I was intrigued to read about the woman behind the blog.  Like so many, she has been inspired by St. Thérèse of Lisieux as well as St. Teresa of Avila to draw closer to the Sacred Heart of Jesus and the Immaculate Heart of Mary.  She has found hope along the way through some powerful prayers, a multitude of saints, as well as a few of the major influences that have impacted my own faith journey as well. 

Jean drifted from the Church for a time.  She was misinformed that because she’d had a divorce, she wasn’t able to practice her Catholic faith.  It wasn’t until later that she was told she could still participate in the Sacraments and be an active member of the church as long as she hadn’t remarried outside of the Church. 

Through the Cursillo Movement, a Charismatic Prayer Group, and doing St. Louis de Montfort’s Total Consecration, she grew closer to Christ and became more involved and engaged in her Catholic faith.  I can also highly recommend these three ways of growing closer to Christ and developing a deeper relationship with those in your community.   

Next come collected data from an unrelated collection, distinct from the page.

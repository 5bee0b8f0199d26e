//! Domain-specific assertion macros for logfetch harnesses.
//!
//! These wrap `pretty_assertions` and add context-rich failure messages that
//! make it clear which retrieval invariant was violated.

/// Assert that `lines` (newest first) is exactly `expected` reversed, i.e.
/// that reading backward and flipping the result reproduces the file.
#[macro_export]
macro_rules! assert_newest_first {
    ($lines:expr, $expected_file_order:expr) => {{
        let mut flipped: Vec<bytes::Bytes> = $lines.iter().cloned().collect();
        flipped.reverse();
        let expected: Vec<bytes::Bytes> = $expected_file_order.iter().cloned().collect();
        if flipped != expected {
            pretty_assertions::assert_eq!(
                flipped
                    .iter()
                    .map(|l| String::from_utf8_lossy(l).into_owned())
                    .collect::<Vec<_>>(),
                expected
                    .iter()
                    .map(|l| String::from_utf8_lossy(l).into_owned())
                    .collect::<Vec<_>>(),
                "assert_newest_first! failed: reversed output differs from file order"
            );
        }
    }};
}

/// Assert every line contains `keyword`.
#[macro_export]
macro_rules! assert_all_contain {
    ($lines:expr, $keyword:expr) => {{
        let keyword: &str = $keyword;
        for (i, line) in $lines.iter().enumerate() {
            let text = String::from_utf8_lossy(line);
            if !text.contains(keyword) {
                panic!(
                    "assert_all_contain! failed: line #{} {:?} does not contain {:?}",
                    i, text, keyword
                );
            }
        }
    }};
}
//! ReverseFileReader: newest-first line retrieval from a single file.
//!
//! The reader owns the file handle and a cursor that only moves toward the
//! start of the file. Each step reads `min(chunk_size, cursor)` bytes ending
//! at the cursor, converts them to UTF-8, segments them against the carry and
//! emits the completed lines newest-first, applying the keyword filter and
//! the line limit as it goes.
//!
//! ```text
//! Opened ──► Reading ──► Draining final carry ──► Closed
//!    └──────────┴──────────────┴──► Failed ──► Closed
//! ```
//!
//! The handle is dropped with the reader, so every exit path releases it.

use std::io::SeekFrom;

use bytes::Bytes;
use memchr::memmem;
use tokio::fs::File;
use tokio::io::{AsyncReadExt, AsyncSeekExt};
use tokio_util::sync::CancellationToken;
use tracing::{debug, error, warn, Instrument, Span};

use crate::error::RetrievalError;
use crate::segmenter::BackwardSegmenter;
use crate::sink::LineSink;
use crate::types::{RetrievalRequest, RetrievalSummary};

/// Open `request.path()` and stream its lines newest-first into `sink`.
pub async fn retrieve<S: LineSink>(
    request: RetrievalRequest,
    sink: &mut S,
    cancel: &CancellationToken,
) -> Result<RetrievalSummary, RetrievalError> {
    ReverseFileReader::open(request)
        .await?
        .stream(sink, cancel)
        .await
}

/// An opened file, ready to be read backward exactly once.
#[derive(Debug)]
pub struct ReverseFileReader {
    request: RetrievalRequest,
    file: File,
    file_size: u64,
    span: Span,
}

impl ReverseFileReader {
    /// Check and open the file. All argument and access errors surface here,
    /// before anything has been written anywhere.
    pub async fn open(request: RetrievalRequest) -> Result<Self, RetrievalError> {
        let path = request.path().to_path_buf();
        let metadata = tokio::fs::metadata(&path)
            .await
            .map_err(|e| RetrievalError::from_open(path.clone(), e))?;
        if !metadata.is_file() {
            return Err(RetrievalError::NotAFile(path));
        }
        let file = File::open(&path)
            .await
            .map_err(|e| RetrievalError::from_open(path.clone(), e))?;

        let mut file_size = metadata.len();
        let width = request.encoding().code_unit_width() as u64;
        if file_size % width != 0 {
            warn!(
                path = %path.display(),
                file_size,
                encoding = %request.encoding(),
                "ignoring trailing partial code unit"
            );
            file_size -= file_size % width;
        }

        let span = tracing::debug_span!(
            "retrieve",
            path = %path.display(),
            encoding = %request.encoding(),
            chunk_size = request.chunk_size(),
        );
        Ok(Self {
            request,
            file,
            file_size,
            span,
        })
    }

    /// Log under `span` instead of the reader's own `retrieve` span.
    pub fn with_span(mut self, span: Span) -> Self {
        self.span = span;
        self
    }

    /// Number of bytes the reader will consider (the file size at open time,
    /// minus any partial trailing code unit).
    pub fn file_size(&self) -> u64 {
        self.file_size
    }

    pub fn request(&self) -> &RetrievalRequest {
        &self.request
    }

    /// Run the backward read to completion, the line limit, or the first
    /// error. Errors are logged before being returned; lines already accepted
    /// by `sink` are never retracted.
    pub async fn stream<S: LineSink>(
        self,
        sink: &mut S,
        cancel: &CancellationToken,
    ) -> Result<RetrievalSummary, RetrievalError> {
        let span = self.span.clone();
        async move {
            let result = self.run(sink, cancel).await;
            match &result {
                Ok(summary) => debug!(
                    lines = summary.lines_emitted,
                    scanned = summary.lines_scanned,
                    chunks = summary.chunks_read,
                    bytes = summary.bytes_read,
                    "retrieval complete"
                ),
                Err(err @ RetrievalError::Cancelled { .. }) => debug!(%err, "retrieval stopped"),
                Err(err) => error!(%err, "retrieval failed"),
            }
            result
        }
        .instrument(span)
        .await
    }

    async fn run<S: LineSink>(
        mut self,
        sink: &mut S,
        cancel: &CancellationToken,
    ) -> Result<RetrievalSummary, RetrievalError> {
        let encoding = self.request.encoding();
        let limit = self.request.max_lines().unwrap_or(usize::MAX);
        let keyword = self
            .request
            .keyword()
            .map(|k| memmem::Finder::new(k.as_bytes()).into_owned());
        let matches = |line: &[u8]| keyword.as_ref().map_or(true, |f| f.find(line).is_some());

        let chunk_size = self.request.chunk_size() as u64;
        let mut buffer = vec![0u8; chunk_size.min(self.file_size) as usize];
        let mut segmenter = BackwardSegmenter::new();
        let mut summary = RetrievalSummary::default();
        let mut cursor = self.file_size;

        while cursor > 0 && summary.lines_emitted < limit {
            if cancel.is_cancelled() {
                return Err(RetrievalError::Cancelled {
                    lines_emitted: summary.lines_emitted,
                });
            }

            let read_len = chunk_size.min(cursor);
            cursor -= read_len;
            let chunk = &mut buffer[..read_len as usize];
            self.read_at(cursor, chunk)
                .await
                .map_err(|source| RetrievalError::StreamingFailure {
                    lines_emitted: summary.lines_emitted,
                    source,
                })?;

            let deferred = encoding.deferred_prefix_len(chunk, cursor == 0);
            cursor += deferred as u64;
            let raw = &chunk[deferred..];
            summary.chunks_read += 1;
            summary.bytes_read += raw.len() as u64;

            let lines = segmenter.segment(&encoding.normalize(raw, cursor == 0));
            summary.lines_scanned += lines.len();
            for line in lines.into_iter().rev() {
                if !matches(&line[..]) {
                    continue;
                }
                emit(sink, line, cancel, &mut summary).await?;
                if summary.lines_emitted >= limit {
                    break;
                }
            }
        }

        if cursor == 0 && summary.lines_emitted < limit {
            if let Some(first) = segmenter.finish() {
                summary.lines_scanned += 1;
                if matches(&first[..]) {
                    emit(sink, first, cancel, &mut summary).await?;
                }
            }
        }

        Ok(summary)
    }

    async fn read_at(&mut self, offset: u64, buf: &mut [u8]) -> std::io::Result<()> {
        self.file.seek(SeekFrom::Start(offset)).await?;
        self.file.read_exact(buf).await?;
        Ok(())
    }
}

/// Hand one line to the sink, giving up as soon as `cancel` fires even if
/// the sink is stuck waiting out backpressure.
async fn emit<S: LineSink>(
    sink: &mut S,
    line: Bytes,
    cancel: &CancellationToken,
    summary: &mut RetrievalSummary,
) -> Result<(), RetrievalError> {
    let lines_emitted = summary.lines_emitted;
    tokio::select! {
        biased;
        _ = cancel.cancelled() => Err(RetrievalError::Cancelled { lines_emitted }),
        sent = sink.send(line) => {
            sent.map_err(|source| RetrievalError::StreamingFailure { lines_emitted, source })
        }
    }?;
    summary.lines_emitted += 1;
    Ok(())
}

// ---------------------------------------------------------------------------
// Tests
// ---------------------------------------------------------------------------

#[cfg(test)]
mod tests {
    use super::*;
    use crate::transcode::LogEncoding;
    use pretty_assertions::assert_eq;
    use std::io;
    use std::path::Path;

    fn write_log(dir: &tempfile::TempDir, name: &str, contents: &[u8]) -> std::path::PathBuf {
        let path = dir.path().join(name);
        std::fs::write(&path, contents).unwrap();
        path
    }

    async fn collect(
        path: &Path,
        encoding: LogEncoding,
        chunk_size: usize,
        max_lines: Option<usize>,
        keyword: Option<&str>,
    ) -> Result<(Vec<Bytes>, RetrievalSummary), RetrievalError> {
        let request = RetrievalRequest::new(path, encoding, chunk_size)?
            .with_max_lines(max_lines)
            .with_keyword(keyword.map(str::to_string));
        let mut lines = Vec::new();
        let summary = retrieve(request, &mut lines, &CancellationToken::new()).await?;
        Ok((lines, summary))
    }

    #[tokio::test]
    async fn three_lines_chunk_two() {
        let dir = tempfile::tempdir().unwrap();
        let path = write_log(&dir, "abc.log", b"A\nB\nC\n");

        let (lines, summary) = collect(&path, LogEncoding::utf8(), 2, None, None).await.unwrap();
        assert_eq!(lines, vec!["C\n", "B\n", "A\n"]);
        assert_eq!(summary.chunks_read, 3);
        assert_eq!(summary.bytes_read, 6);

        let (lines, _) = collect(&path, LogEncoding::utf8(), 2, Some(2), None).await.unwrap();
        assert_eq!(lines, vec!["C\n", "B\n"]);
    }

    #[tokio::test]
    async fn limit_stops_reading_early() {
        let dir = tempfile::tempdir().unwrap();
        let body: String = (0..1000).map(|i| format!("Test log line {i}\n")).collect();
        let path = write_log(&dir, "big.log", body.as_bytes());

        let (lines, summary) = collect(&path, LogEncoding::utf8(), 64, Some(1), None)
            .await
            .unwrap();
        assert_eq!(lines, vec!["Test log line 999\n"]);
        assert!(summary.bytes_read < 200);
    }

    #[tokio::test]
    async fn zero_lines_reads_nothing() {
        let dir = tempfile::tempdir().unwrap();
        let path = write_log(&dir, "app.log", b"one\ntwo\n");
        let (lines, summary) = collect(&path, LogEncoding::utf8(), 4, Some(0), None).await.unwrap();
        assert!(lines.is_empty());
        assert_eq!(summary.chunks_read, 0);
    }

    #[tokio::test]
    async fn keyword_applies_to_first_line_too() {
        let dir = tempfile::tempdir().unwrap();
        let path = write_log(&dir, "kw.log", b"match first\nskip\nmatch last");
        let (lines, _) = collect(&path, LogEncoding::utf8(), 3, None, Some("match"))
            .await
            .unwrap();
        assert_eq!(lines, vec!["match last", "match first\n"]);
    }

    #[tokio::test]
    async fn missing_file_and_directory_fail_before_streaming() {
        let dir = tempfile::tempdir().unwrap();
        let err = collect(&dir.path().join("nope.log"), LogEncoding::utf8(), 16, None, None)
            .await
            .unwrap_err();
        assert!(matches!(err, RetrievalError::NotFound(_)));

        let err = collect(dir.path(), LogEncoding::utf8(), 16, None, None)
            .await
            .unwrap_err();
        assert!(matches!(err, RetrievalError::NotAFile(_)));
        assert!(err.is_pre_stream());
    }

    #[tokio::test]
    async fn utf16_surrogate_pairs_survive_every_chunk_size() {
        let text = "first \u{1F600}\nsecond \u{1F680}\u{1F680}\nthird é\n";
        let dir = tempfile::tempdir().unwrap();
        let mut bytes: Vec<u8> = vec![0xFF, 0xFE];
        bytes.extend(text.encode_utf16().flat_map(u16::to_le_bytes));
        let path = write_log(&dir, "wide.log", &bytes);
        let utf16 = LogEncoding::parse("utf16le").unwrap();

        for chunk_size in [4, 6, 8, 10, 64, bytes.len() + (bytes.len() % 2)] {
            let (lines, _) = collect(&path, utf16, chunk_size, None, None).await.unwrap();
            assert_eq!(
                lines,
                vec!["third é\n", "second \u{1F680}\u{1F680}\n", "first \u{1F600}\n"],
                "chunk_size = {chunk_size}"
            );
        }
    }

    #[tokio::test]
    async fn utf16_trailing_odd_byte_is_ignored() {
        let dir = tempfile::tempdir().unwrap();
        let mut bytes: Vec<u8> = "a\nb\n".encode_utf16().flat_map(u16::to_le_bytes).collect();
        bytes.push(b'c');
        let path = write_log(&dir, "odd.log", &bytes);
        let (lines, _) = collect(&path, LogEncoding::parse("utf16le").unwrap(), 4, None, None)
            .await
            .unwrap();
        assert_eq!(lines, vec!["b\n", "a\n"]);
    }

    #[tokio::test]
    async fn cancelled_token_stops_before_reading() {
        let dir = tempfile::tempdir().unwrap();
        let path = write_log(&dir, "app.log", b"one\ntwo\n");
        let request = RetrievalRequest::new(&path, LogEncoding::utf8(), 4).unwrap();
        let cancel = CancellationToken::new();
        cancel.cancel();
        let mut lines = Vec::new();
        let err = retrieve(request, &mut lines, &cancel).await.unwrap_err();
        assert!(matches!(err, RetrievalError::Cancelled { lines_emitted: 0 }));
        assert!(lines.is_empty());
    }

    #[tokio::test]
    async fn cancel_interrupts_a_backpressured_send() {
        use crate::sink::{BackpressureSink, ChannelTransport};
        use std::time::Duration;

        let dir = tempfile::tempdir().unwrap();
        let path = write_log(&dir, "app.log", b"A\nB\nC\n");
        let request = RetrievalRequest::new(&path, LogEncoding::utf8(), 64).unwrap();
        // Room for one line and nobody draining: the second send waits forever.
        let (transport, mut rx) = ChannelTransport::channel(1);
        let cancel = CancellationToken::new();

        let task = tokio::spawn({
            let cancel = cancel.clone();
            async move {
                let mut sink = BackpressureSink::new(transport);
                let outcome = retrieve(request, &mut sink, &cancel).await;
                (outcome, sink.retries())
            }
        });
        tokio::time::sleep(Duration::from_millis(50)).await;
        assert!(!task.is_finished());
        cancel.cancel();

        let (outcome, retries) = tokio::time::timeout(Duration::from_secs(5), task)
            .await
            .expect("reader stops once cancelled")
            .unwrap();
        assert!(matches!(outcome, Err(RetrievalError::Cancelled { lines_emitted: 1 })));
        assert_eq!(retries, 1);
        assert_eq!(rx.recv().await.unwrap().unwrap(), "C\n");
    }

    /// Accepts `remaining` lines, then fails like a reset connection.
    struct FailAfter {
        remaining: usize,
        got: Vec<Bytes>,
    }

    impl LineSink for FailAfter {
        async fn send(&mut self, line: Bytes) -> io::Result<()> {
            if self.remaining == 0 {
                return Err(io::Error::from(io::ErrorKind::ConnectionReset));
            }
            self.remaining -= 1;
            self.got.push(line);
            Ok(())
        }
    }

    #[tokio::test]
    async fn sink_failure_mid_stream_keeps_sent_lines() {
        let dir = tempfile::tempdir().unwrap();
        let path = write_log(&dir, "app.log", b"1\n2\n3\n4\n");
        let request = RetrievalRequest::new(&path, LogEncoding::utf8(), 3).unwrap();
        let mut sink = FailAfter {
            remaining: 2,
            got: Vec::new(),
        };
        let err = retrieve(request, &mut sink, &CancellationToken::new())
            .await
            .unwrap_err();
        match err {
            RetrievalError::StreamingFailure {
                lines_emitted,
                source,
            } => {
                assert_eq!(lines_emitted, 2);
                assert_eq!(source.kind(), io::ErrorKind::ConnectionReset);
            }
            other => panic!("expected StreamingFailure, got {other:?}"),
        }
        assert_eq!(sink.got, vec!["4\n", "3\n"]);
    }
}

I don’t think anyone would mistake Jean’s life for a fairytale.  She’s experienced a great deal of suffering: including physical and emotional abuse, losing loved ones to cancer, and has struggled with a number of illnesses that have given her ample opportunity for redemptive suffering.  She always offers her pain in union with Christ’s suffering on the Cross so it will have redemptive value for the salvation of souls in time and eternity. 

Tumultuous relationships made her hesitant to trust and let others in.  She was uplifted and hopeful by what she read about love and Matrimony in the series of lectures originally called Love and Responsibility that have since been published and become better-known and widely-studied under the title A Theology of the Body.  This amazing work by Pope John Paul II opened Jean’s heart to God’s love for us as it is expressed throughout the Bible. 

Reading Learning to Love with the Saints made me think of The Kiss of Jesus by Donna-Marie Cooper O’Boyle.  Both Donna-Marie and Jean faced a number of frightening challenges in their early romantic relationships, they have dealt with some very serious ongoing illnesses, yet they have remained hopeful and dedicated to glorifying the Lord through their lives.  Each of these women write for a number of Catholic publications, are sought-after speakers, and maintain popular blogs. 

I recommend reading this spiritual memoir.  Jean considers the saints as her trusted guides, the friends with her on the road to sanctification and salvation.  For more information about Learning to Love with the Saints: A Spiritual Memoir or to order your copy, click here.   

JEAN M. HEIMANN is a Catholic author and freelance writer with an M.A. in Theology, a parish minister and a diocesan speaker, a retired psychologist and educator, and an Oblate with the Community of St. John. In addition to her highly acclaimed first book, Seven Saints for Seven Virtues, Jean has had her work published in a variety of Catholic periodicals, some of which include: National Catholic Register, Catholic Exchange, Canticle Magazine, and St. Anthony Messenger/America.